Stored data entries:
——————

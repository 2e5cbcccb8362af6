//! Handler registrations and the per-handler governed-lock cache.
//!
//! Exclusive registrations are keyed by `(lock id, credential id)`, shared
//! ones by `(shared-group id, credential id)`. A keyholder-role lock that
//! belongs to a shared group resolves only through the shared map.

use std::collections::BTreeMap;
use std::sync::Arc;

use lks_db::CredentialId;
use lks_schemas::Lock;

use crate::handler::{HandlerKey, LockHandler};

type RegKey = (String, CredentialId);

#[derive(Default)]
pub struct HandlerRegistry {
    exclusive: BTreeMap<RegKey, Arc<dyn LockHandler>>,
    shared: BTreeMap<RegKey, Arc<dyn LockHandler>>,
    governed: BTreeMap<HandlerKey, Vec<Lock>>,
}

pub fn key_of(handler: &dyn LockHandler, cred: &CredentialId) -> HandlerKey {
    HandlerKey::new(handler.name(), cred.clone())
}

impl HandlerRegistry {
    pub fn register_exclusive(
        &mut self,
        lock_id: &str,
        cred: &CredentialId,
        handler: Arc<dyn LockHandler>,
    ) {
        self.invalidate(&key_of(handler.as_ref(), cred));
        if let Some(old) = self
            .exclusive
            .insert((lock_id.to_string(), cred.clone()), handler)
        {
            self.invalidate(&key_of(old.as_ref(), cred));
        }
    }

    pub fn register_shared(
        &mut self,
        shared_lock_id: &str,
        cred: &CredentialId,
        handler: Arc<dyn LockHandler>,
    ) {
        self.invalidate(&key_of(handler.as_ref(), cred));
        if let Some(old) = self
            .shared
            .insert((shared_lock_id.to_string(), cred.clone()), handler)
        {
            self.invalidate(&key_of(old.as_ref(), cred));
        }
    }

    pub fn unregister_exclusive(
        &mut self,
        lock_id: &str,
        cred: &CredentialId,
    ) -> Option<Arc<dyn LockHandler>> {
        let old = self.exclusive.remove(&(lock_id.to_string(), cred.clone()))?;
        self.invalidate(&key_of(old.as_ref(), cred));
        Some(old)
    }

    pub fn unregister_shared(
        &mut self,
        shared_lock_id: &str,
        cred: &CredentialId,
    ) -> Option<Arc<dyn LockHandler>> {
        let old = self.shared.remove(&(shared_lock_id.to_string(), cred.clone()))?;
        self.invalidate(&key_of(old.as_ref(), cred));
        Some(old)
    }

    pub fn resolve(&self, lock: &Lock, cred: &CredentialId) -> Option<Arc<dyn LockHandler>> {
        match lock.shared_lock_id() {
            Some(shared_id) if lock.is_keyholder() => {
                self.shared.get(&(shared_id.to_string(), cred.clone())).cloned()
            }
            _ => self.exclusive.get(&(lock.id.clone(), cred.clone())).cloned(),
        }
    }

    /// Distinct handlers registered for a credential, shared ones first.
    pub fn handlers(&self, cred: &CredentialId) -> Vec<(HandlerKey, Arc<dyn LockHandler>)> {
        let mut out: Vec<(HandlerKey, Arc<dyn LockHandler>)> = Vec::new();
        for ((_, c), h) in self.shared.iter().chain(self.exclusive.iter()) {
            if c != cred {
                continue;
            }
            let key = key_of(h.as_ref(), c);
            if !out.iter().any(|(k, _)| *k == key) {
                out.push((key, Arc::clone(h)));
            }
        }
        out
    }

    pub fn is_empty(&self) -> bool {
        self.exclusive.is_empty() && self.shared.is_empty()
    }

    // -- Governed-lock cache ------------------------------------------------

    pub fn governed(&self, key: &HandlerKey) -> Option<&[Lock]> {
        self.governed.get(key).map(Vec::as_slice)
    }

    pub fn set_governed(&mut self, key: HandlerKey, locks: Vec<Lock>) {
        self.governed.insert(key, locks);
    }

    pub fn invalidate(&mut self, key: &HandlerKey) {
        self.governed.remove(key);
    }

    pub fn invalidate_credential(&mut self, cred: &CredentialId) {
        self.governed.retain(|k, _| k.credential_id != *cred);
    }
}

#[cfg(test)]
mod tests {
    use super::*;
    use serde_json::json;

    struct Named(&'static str);

    #[async_trait::async_trait]
    impl LockHandler for Named {
        fn name(&self) -> &str {
            self.0
        }
    }

    fn lock(id: &str, role: &str, shared: Option<&str>) -> Lock {
        let mut v = json!({
            "_id": id,
            "status": "locked",
            "role": role,
            "startDate": "2024-01-01T00:00:00Z",
            "user": { "_id": "u1" }
        });
        if let Some(s) = shared {
            v["sharedLock"] = json!({ "_id": s });
        }
        serde_json::from_value(v).unwrap()
    }

    fn cred() -> CredentialId {
        CredentialId::new("c1")
    }

    #[test]
    fn shared_keyholder_locks_resolve_only_through_the_shared_map() {
        let mut reg = HandlerRegistry::default();
        reg.register_exclusive("l1", &cred(), Arc::new(Named("solo")));
        reg.register_shared("s1", &cred(), Arc::new(Named("group")));

        let kh = lock("l1", "keyholder", Some("s1"));
        assert_eq!(reg.resolve(&kh, &cred()).map(|h| h.name().to_string()), Some("group".into()));

        // wearer side ignores the shared reference
        let wearer = lock("l1", "wearer", Some("s1"));
        assert_eq!(
            reg.resolve(&wearer, &cred()).map(|h| h.name().to_string()),
            Some("solo".into())
        );

        let orphan = lock("l2", "keyholder", Some("s2"));
        assert!(reg.resolve(&orphan, &cred()).is_none());
        assert!(reg.resolve(&kh, &CredentialId::new("other")).is_none());
    }

    #[test]
    fn same_handler_twice_is_listed_once() {
        let mut reg = HandlerRegistry::default();
        let h: Arc<dyn LockHandler> = Arc::new(Named("bot"));
        reg.register_exclusive("l1", &cred(), Arc::clone(&h));
        reg.register_exclusive("l2", &cred(), Arc::clone(&h));
        assert_eq!(reg.handlers(&cred()).len(), 1);

        reg.unregister_exclusive("l1", &cred());
        assert_eq!(reg.handlers(&cred()).len(), 1);
        reg.unregister_exclusive("l2", &cred());
        assert!(reg.is_empty());
    }

    #[test]
    fn registration_invalidates_the_governed_cache() {
        let mut reg = HandlerRegistry::default();
        let key = HandlerKey::new("bot", cred());
        reg.set_governed(key.clone(), vec![lock("l1", "wearer", None)]);
        assert!(reg.governed(&key).is_some());

        reg.register_exclusive("l9", &cred(), Arc::new(Named("bot")));
        assert!(reg.governed(&key).is_none());
    }
}
//! Credential resolution.
//!
//! Config stores env var NAMES only. [`resolve_credentials`] is called once
//! at startup and the result is handed to the engine; nothing else in the
//! workspace reads credential env vars. Errors name the variable, never the
//! value, and `Debug` output is redacted.

use anyhow::Result;

use crate::error::ConfigError;
use crate::settings::SyncSettings;

#[derive(Clone)]
pub struct ResolvedCredential {
    pub name: String,
    pub env: String,
    pub secret: String,
}

impl std::fmt::Debug for ResolvedCredential {
    fn fmt(&self, f: &mut std::fmt::Formatter<'_>) -> std::fmt::Result {
        f.debug_struct("ResolvedCredential")
            .field("name", &self.name)
            .field("env", &self.env)
            .field("secret", &"<REDACTED>")
            .finish()
    }
}

/// Returns `None` when the variable is unset or blank.
fn resolve_env(var_name: &str) -> Option<String> {
    match std::env::var(var_name) {
        Ok(v) if !v.trim().is_empty() => Some(v.trim().to_string()),
        _ => None,
    }
}

/// Resolve every configured credential. The first missing variable fails
/// the whole call.
pub fn resolve_credentials(settings: &SyncSettings) -> Result<Vec<ResolvedCredential>> {
    settings
        .credentials
        .iter()
        .map(|c| {
            let secret = resolve_env(&c.env).ok_or_else(|| ConfigError::MissingCredential {
                name: c.name.clone(),
                env: c.env.clone(),
            })?;
            Ok(ResolvedCredential {
                name: c.name.clone(),
                env: c.env.clone(),
                secret,
            })
        })
        .collect()
}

——————

What you will do:
Tally the lines above containing "insert"; give only the number.

Your solution:
3